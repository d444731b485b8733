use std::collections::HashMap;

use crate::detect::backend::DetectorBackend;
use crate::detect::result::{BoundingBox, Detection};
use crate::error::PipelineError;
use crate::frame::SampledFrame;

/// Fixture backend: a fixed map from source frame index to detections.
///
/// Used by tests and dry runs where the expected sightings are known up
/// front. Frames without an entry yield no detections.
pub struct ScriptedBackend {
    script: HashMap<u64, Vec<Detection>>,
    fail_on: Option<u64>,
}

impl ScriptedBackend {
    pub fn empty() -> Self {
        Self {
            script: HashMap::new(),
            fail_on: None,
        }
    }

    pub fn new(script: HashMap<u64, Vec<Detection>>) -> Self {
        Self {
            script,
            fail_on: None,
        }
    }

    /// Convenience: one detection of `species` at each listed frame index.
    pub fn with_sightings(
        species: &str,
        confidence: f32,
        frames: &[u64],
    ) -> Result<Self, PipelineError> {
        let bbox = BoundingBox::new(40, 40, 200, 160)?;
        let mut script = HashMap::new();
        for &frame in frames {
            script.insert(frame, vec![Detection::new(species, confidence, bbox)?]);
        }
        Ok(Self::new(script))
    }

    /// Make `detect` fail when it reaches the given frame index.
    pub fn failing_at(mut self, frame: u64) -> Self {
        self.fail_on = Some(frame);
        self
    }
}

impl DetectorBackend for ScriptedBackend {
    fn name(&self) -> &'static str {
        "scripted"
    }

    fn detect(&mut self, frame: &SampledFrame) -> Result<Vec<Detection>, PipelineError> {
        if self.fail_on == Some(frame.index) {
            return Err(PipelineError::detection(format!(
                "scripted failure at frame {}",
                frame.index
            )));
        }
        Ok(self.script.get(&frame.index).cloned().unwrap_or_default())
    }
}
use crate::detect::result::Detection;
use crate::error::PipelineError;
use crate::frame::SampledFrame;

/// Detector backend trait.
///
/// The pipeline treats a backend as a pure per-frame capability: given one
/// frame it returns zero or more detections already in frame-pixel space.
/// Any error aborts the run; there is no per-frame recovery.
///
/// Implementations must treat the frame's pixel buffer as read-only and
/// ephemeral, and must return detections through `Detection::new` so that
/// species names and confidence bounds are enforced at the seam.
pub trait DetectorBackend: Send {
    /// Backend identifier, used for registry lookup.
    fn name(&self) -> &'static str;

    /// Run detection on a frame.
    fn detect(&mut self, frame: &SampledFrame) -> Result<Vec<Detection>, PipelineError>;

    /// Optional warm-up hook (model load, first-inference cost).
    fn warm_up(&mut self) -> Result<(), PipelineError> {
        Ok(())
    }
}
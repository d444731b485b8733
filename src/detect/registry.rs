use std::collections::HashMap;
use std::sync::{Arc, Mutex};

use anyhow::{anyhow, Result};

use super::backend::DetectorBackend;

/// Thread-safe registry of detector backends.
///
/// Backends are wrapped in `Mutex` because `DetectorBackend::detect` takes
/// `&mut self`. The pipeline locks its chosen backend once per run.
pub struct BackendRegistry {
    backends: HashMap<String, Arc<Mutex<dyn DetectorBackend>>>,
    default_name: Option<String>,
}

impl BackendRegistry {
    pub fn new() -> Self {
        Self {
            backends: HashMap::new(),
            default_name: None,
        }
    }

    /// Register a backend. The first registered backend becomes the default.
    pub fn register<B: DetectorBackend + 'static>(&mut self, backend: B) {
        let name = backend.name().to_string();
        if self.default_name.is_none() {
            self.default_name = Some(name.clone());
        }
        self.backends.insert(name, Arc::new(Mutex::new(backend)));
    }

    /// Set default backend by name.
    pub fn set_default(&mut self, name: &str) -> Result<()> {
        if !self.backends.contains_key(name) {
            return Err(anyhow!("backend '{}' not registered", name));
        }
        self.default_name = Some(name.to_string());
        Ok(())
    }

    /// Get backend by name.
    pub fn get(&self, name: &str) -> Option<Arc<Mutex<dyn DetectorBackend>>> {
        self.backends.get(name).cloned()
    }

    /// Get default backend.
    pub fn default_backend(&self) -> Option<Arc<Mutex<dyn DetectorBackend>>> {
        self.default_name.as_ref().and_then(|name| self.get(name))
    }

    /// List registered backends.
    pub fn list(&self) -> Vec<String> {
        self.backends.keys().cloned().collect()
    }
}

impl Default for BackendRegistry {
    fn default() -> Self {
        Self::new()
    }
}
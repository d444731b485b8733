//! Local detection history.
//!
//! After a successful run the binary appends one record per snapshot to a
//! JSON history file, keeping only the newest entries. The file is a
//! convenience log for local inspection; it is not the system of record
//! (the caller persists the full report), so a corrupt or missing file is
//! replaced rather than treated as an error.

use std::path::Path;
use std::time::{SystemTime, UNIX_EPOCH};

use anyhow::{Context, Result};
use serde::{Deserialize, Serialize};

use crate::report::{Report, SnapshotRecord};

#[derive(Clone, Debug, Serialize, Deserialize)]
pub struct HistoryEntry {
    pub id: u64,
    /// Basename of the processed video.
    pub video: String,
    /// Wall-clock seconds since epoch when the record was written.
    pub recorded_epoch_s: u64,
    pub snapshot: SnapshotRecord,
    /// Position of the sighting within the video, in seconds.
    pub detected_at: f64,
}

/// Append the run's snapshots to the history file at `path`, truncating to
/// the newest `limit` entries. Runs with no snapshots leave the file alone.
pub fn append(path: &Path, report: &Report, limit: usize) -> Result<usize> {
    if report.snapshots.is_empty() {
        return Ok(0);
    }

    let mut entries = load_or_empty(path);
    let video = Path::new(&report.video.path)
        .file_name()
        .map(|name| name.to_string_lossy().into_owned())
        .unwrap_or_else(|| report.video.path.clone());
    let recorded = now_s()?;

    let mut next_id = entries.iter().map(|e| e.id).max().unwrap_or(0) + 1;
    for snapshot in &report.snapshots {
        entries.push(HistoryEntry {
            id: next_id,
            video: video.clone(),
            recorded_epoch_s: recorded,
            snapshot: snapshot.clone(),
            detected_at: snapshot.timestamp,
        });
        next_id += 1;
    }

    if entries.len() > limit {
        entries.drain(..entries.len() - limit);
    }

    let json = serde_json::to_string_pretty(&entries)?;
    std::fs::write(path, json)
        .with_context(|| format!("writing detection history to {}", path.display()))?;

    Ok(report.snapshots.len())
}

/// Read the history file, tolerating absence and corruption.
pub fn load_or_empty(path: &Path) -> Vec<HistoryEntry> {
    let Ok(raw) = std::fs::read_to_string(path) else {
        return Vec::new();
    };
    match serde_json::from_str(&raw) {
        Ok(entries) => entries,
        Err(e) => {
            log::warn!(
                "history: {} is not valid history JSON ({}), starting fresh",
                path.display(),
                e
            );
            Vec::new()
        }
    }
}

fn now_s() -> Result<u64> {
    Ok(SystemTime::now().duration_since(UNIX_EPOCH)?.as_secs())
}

How to complete this task → In full and without alteration, transcribe the entries above.

Exercise output →
repository d444731b485b8733
use std::collections::HashMap;

use crate::detect::backend::DetectorBackend;
use crate::detect::result::{BoundingBox, Detection};
use crate::error::PipelineError;
use crate::frame::SampledFrame;

/// Fixture backend: a fixed map from source frame index to detections.
///
/// Used by tests and dry runs where the expected sightings are known up
/// front. Frames without an entry yield no detections.
pub struct ScriptedBackend {
    script: HashMap<u64, Vec<Detection>>,
    fail_on: Option<u64>,
}

impl ScriptedBackend {
    pub fn empty() -> Self {
        Self {
            script: HashMap::new(),
            fail_on: None,
        }
    }

    pub fn new(script: HashMap<u64, Vec<Detection>>) -> Self {
        Self {
            script,
            fail_on: None,
        }
    }

    /// Convenience: one detection of `species` at each listed frame index.
    pub fn with_sightings(
        species: &str,
        confidence: f32,
        frames: &[u64],
    ) -> Result<Self, PipelineError> {
        let bbox = BoundingBox::new(40, 40, 200, 160)?;
        let mut script = HashMap::new();
        for &frame in frames {
            script.insert(frame, vec![Detection::new(species, confidence, bbox)?]);
        }
        Ok(Self::new(script))
    }

    /// Make `detect` fail when it reaches the given frame index.
    pub fn failing_at(mut self, frame: u64) -> Self {
        self.fail_on = Some(frame);
        self
    }
}

impl DetectorBackend for ScriptedBackend {
    fn name(&self) -> &'static str {
        "scripted"
    }

    fn detect(&mut self, frame: &SampledFrame) -> Result<Vec<Detection>, PipelineError> {
        if self.fail_on == Some(frame.index) {
            return Err(PipelineError::detection(format!(
                "scripted failure at frame {}",
                frame.index
            )));
        }
        Ok(self.script.get(&frame.index).cloned().unwrap_or_default())
    }
}
use crate::detect::result::Detection;
use crate::error::PipelineError;
use crate::frame::SampledFrame;

/// Detector backend trait.
///
/// The pipeline treats a backend as a pure per-frame capability: given one
/// frame it returns zero or more detections already in frame-pixel space.
/// Any error aborts the run; there is no per-frame recovery.
///
/// Implementations must treat the frame's pixel buffer as read-only and
/// ephemeral, and must return detections through `Detection::new` so that
/// species names and confidence bounds are enforced at the seam.
pub trait DetectorBackend: Send {
    /// Backend identifier, used for registry lookup.
    fn name(&self) -> &'static str;

    /// Run detection on a frame.
    fn detect(&mut self, frame: &SampledFrame) -> Result<Vec<Detection>, PipelineError>;

    /// Optional warm-up hook (model load, first-inference cost).
    fn warm_up(&mut self) -> Result<(), PipelineError> {
        Ok(())
    }
}
repository d444731b485b8733
filename src/detect/registry.rs
use std::collections::HashMap;
use std::sync::{Arc, Mutex};

use anyhow::{anyhow, Result};

use super::backend::DetectorBackend;

/// Thread-safe registry of detector backends.
///
/// Backends are wrapped in `Mutex` because `DetectorBackend::detect` takes
/// `&mut self`. The pipeline locks its chosen backend once per run.
pub struct BackendRegistry {
    backends: HashMap<String, Arc<Mutex<dyn DetectorBackend>>>,
    default_name: Option<String>,
}

impl BackendRegistry {
    pub fn new() -> Self {
        Self {
            backends: HashMap::new(),
            default_name: None,
        }
    }

    /// Register a backend. The first registered backend becomes the default.
    pub fn register<B: DetectorBackend + 'static>(&mut self, backend: B) {
        let name = backend.name().to_string();
        if self.default_name.is_none() {
            self.default_name = Some(name.clone());
        }
        self.backends.insert(name, Arc::new(Mutex::new(backend)));
    }

    /// Set default backend by name.
    pub fn set_default(&mut self, name: &str) -> Result<()> {
        if !self.backends.contains_key(name) {
            return Err(anyhow!("backend '{}' not registered", name));
        }
        self.default_name = Some(name.to_string());
        Ok(())
    }

    /// Get backend by name.
    pub fn get(&self, name: &str) -> Option<Arc<Mutex<dyn DetectorBackend>>> {
        self.backends.get(name).cloned()
    }

    /// Get default backend.
    pub fn default_backend(&self) -> Option<Arc<Mutex<dyn DetectorBackend>>> {
        self.default_name.as_ref().and_then(|name| self.get(name))
    }

    /// List registered backends.
    pub fn list(&self) -> Vec<String> {
        self.backends.keys().cloned().collect()
    }
}

impl Default for BackendRegistry {
    fn default() -> Self {
        Self::new()
    }
}
repository d444731b485b8733
//! Local detection history.
//!
//! After a successful run the binary appends one record per snapshot to a
//! JSON history file, keeping only the newest entries. The file is a
//! convenience log for local inspection; it is not the system of record
//! (the caller persists the full report), so a corrupt or missing file is
//! replaced rather than treated as an error.

use std::path::Path;
use std::time::{SystemTime, UNIX_EPOCH};

use anyhow::{Context, Result};
use serde::{Deserialize, Serialize};

use crate::report::{Report, SnapshotRecord};

#[derive(Clone, Debug, Serialize, Deserialize)]
pub struct HistoryEntry {
    pub id: u64,
    /// Basename of the processed video.
    pub video: String,
    /// Wall-clock seconds since epoch when the record was written.
    pub recorded_epoch_s: u64,
    pub snapshot: SnapshotRecord,
    /// Position of the sighting within the video, in seconds.
    pub detected_at: f64,
}

/// Append the run's snapshots to the history file at `path`, truncating to
/// the newest `limit` entries. Runs with no snapshots leave the file alone.
pub fn append(path: &Path, report: &Report, limit: usize) -> Result<usize> {
    if report.snapshots.is_empty() {
        return Ok(0);
    }

    let mut entries = load_or_empty(path);
    let video = Path::new(&report.video.path)
        .file_name()
        .map(|name| name.to_string_lossy().into_owned())
        .unwrap_or_else(|| report.video.path.clone());
    let recorded = now_s()?;

    let mut next_id = entries.iter().map(|e| e.id).max().unwrap_or(0) + 1;
    for snapshot in &report.snapshots {
        entries.push(HistoryEntry {
            id: next_id,
            video: video.clone(),
            recorded_epoch_s: recorded,
            snapshot: snapshot.clone(),
            detected_at: snapshot.timestamp,
        });
        next_id += 1;
    }

    if entries.len() > limit {
        entries.drain(..entries.len() - limit);
    }

    let json = serde_json::to_string_pretty(&entries)?;
    std::fs::write(path, json)
        .with_context(|| format!("writing detection history to {}", path.display()))?;

    Ok(report.snapshots.len())
}

/// Read the history file, tolerating absence and corruption.
pub fn load_or_empty(path: &Path) -> Vec<HistoryEntry> {
    let Ok(raw) = std::fs::read_to_string(path) else {
        return Vec::new();
    };
    match serde_json::from_str(&raw) {
        Ok(entries) => entries,
        Err(e) => {
            log::warn!(
                "history: {} is not valid history JSON ({}), starting fresh",
                path.display(),
                e
            );
            Vec::new()
        }
    }
}

fn now_s() -> Result<u64> {
    Ok(SystemTime::now().duration_since(UNIX_EPOCH)?.as_secs())
}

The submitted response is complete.